How You Can Afford to Retrofit Your Multifamily Property with Submeters

I’m embarrassed to admit how many plates of food I consumed the last time I dined at a buffet.

It’s always the desserts that lure me in. Chocolate tortes, soft serve ice cream, cake… I will sample all.the.things. If it looks remotely sweet, it goes on my plate. If I try it and it doesn’t appeal to my sweet tooth, no big deal. After all, I’m not paying per item and I gotta get my money’s worth, right? If you spotted me at a regular restaurant where I was paying per item, I’d definitely be more mindful about overdoing it.
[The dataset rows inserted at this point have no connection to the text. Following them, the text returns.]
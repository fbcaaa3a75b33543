//! Live mode: drive the engine from stdin events in real time.
//!
//! Each stdin line is a bare [`EditorEvent`] JSON object, stamped with wall
//! time on arrival. The engine sits behind a `Mutex`: keystroke events and
//! timer pumping arrive from different threads, and the engine itself is not
//! thread-safe. A background thread pumps `advance_to` so poll ticks and
//! reverts fire during input lulls. Live input is lenient: a malformed line
//! is logged and skipped, the stream keeps flowing.

use std::io::{self, BufRead};
use std::sync::atomic::{AtomicBool, Ordering};
use std::sync::{Arc, Mutex};
use std::thread;
use std::time::{Duration, Instant};

use tracing::{info, warn};

use vibe_core::{
    ActivityMetrics, ActivityState, EditorEvent, EngineConfig, Millis, VibeEngine,
};

use crate::player::StateChangeLine;

/// Pump cadence for timer firing between input events.
const PUMP_INTERVAL: Duration = Duration::from_millis(250);

/// Runs the live loop until stdin closes. Transitions are printed to stdout
/// as JSON lines.
pub fn run(config: EngineConfig) -> io::Result<()> {
    let start = Instant::now();
    let observer = |state: ActivityState, metrics: &ActivityMetrics| {
        match serde_json::to_string(&StateChangeLine::new(state, metrics.clone())) {
            Ok(line) => println!("{line}"),
            Err(e) => warn!(error = %e, "Failed to serialize transition"),
        }
    };

    let engine = Arc::new(Mutex::new(VibeEngine::new(config, Box::new(observer), 0)));
    let running = Arc::new(AtomicBool::new(true));

    let pump_engine = Arc::clone(&engine);
    let pump_running = Arc::clone(&running);
    let pump = thread::spawn(move || {
        while pump_running.load(Ordering::Relaxed) {
            thread::sleep(PUMP_INTERVAL);
            if let Ok(mut engine) = pump_engine.lock() {
                engine.advance_to(elapsed_ms(start));
            }
        }
    });

    info!("Live mode started; reading events from stdin");
    let stdin = io::stdin();
    for line in stdin.lock().lines() {
        let line = line?;
        let trimmed = line.trim();
        if trimmed.is_empty() {
            continue;
        }
        match serde_json::from_str::<EditorEvent>(trimmed) {
            Ok(event) => {
                if let Ok(mut engine) = engine.lock() {
                    engine.handle_event(event, elapsed_ms(start));
                }
            }
            Err(e) => warn!(error = %e, "Skipping malformed event line"),
        }
    }

    running.store(false, Ordering::Relaxed);
    let _ = pump.join();

    if let Ok(mut engine) = engine.lock() {
        let final_state = engine.current_state();
        engine.dispose();
        info!(state = ?final_state, "Live mode finished");
    }
    Ok(())
}

fn elapsed_ms(start: Instant) -> Millis {
    start.elapsed().as_millis() as Millis
}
Residents in multifamily properties who aren’t being held accountable for their utility consumption usually have the same gluttonous mindset that buffet diners do. If they aren’t being billed for their actual utility consumption, they are far less conservative with their usage. In fact, according to Fannie Mae’s Multifamily Energy & Water Market Research Survey, when apartment owners paid for all energy costs, median annual energy use was 26% higher than when tenants were held accountable for their usage.

That’s why so many apartment operators (and lawmakers) are turning to submeters. Submeters precisely track each apartment unit’s utility consumption, allowing property management companies to accurately bill their residents for their share of the bill. Submeters are so effective at driving water conservation that drought-sensitive California recently passed a law requiring water meters to be installed at individual apartments starting with new developments in 2018.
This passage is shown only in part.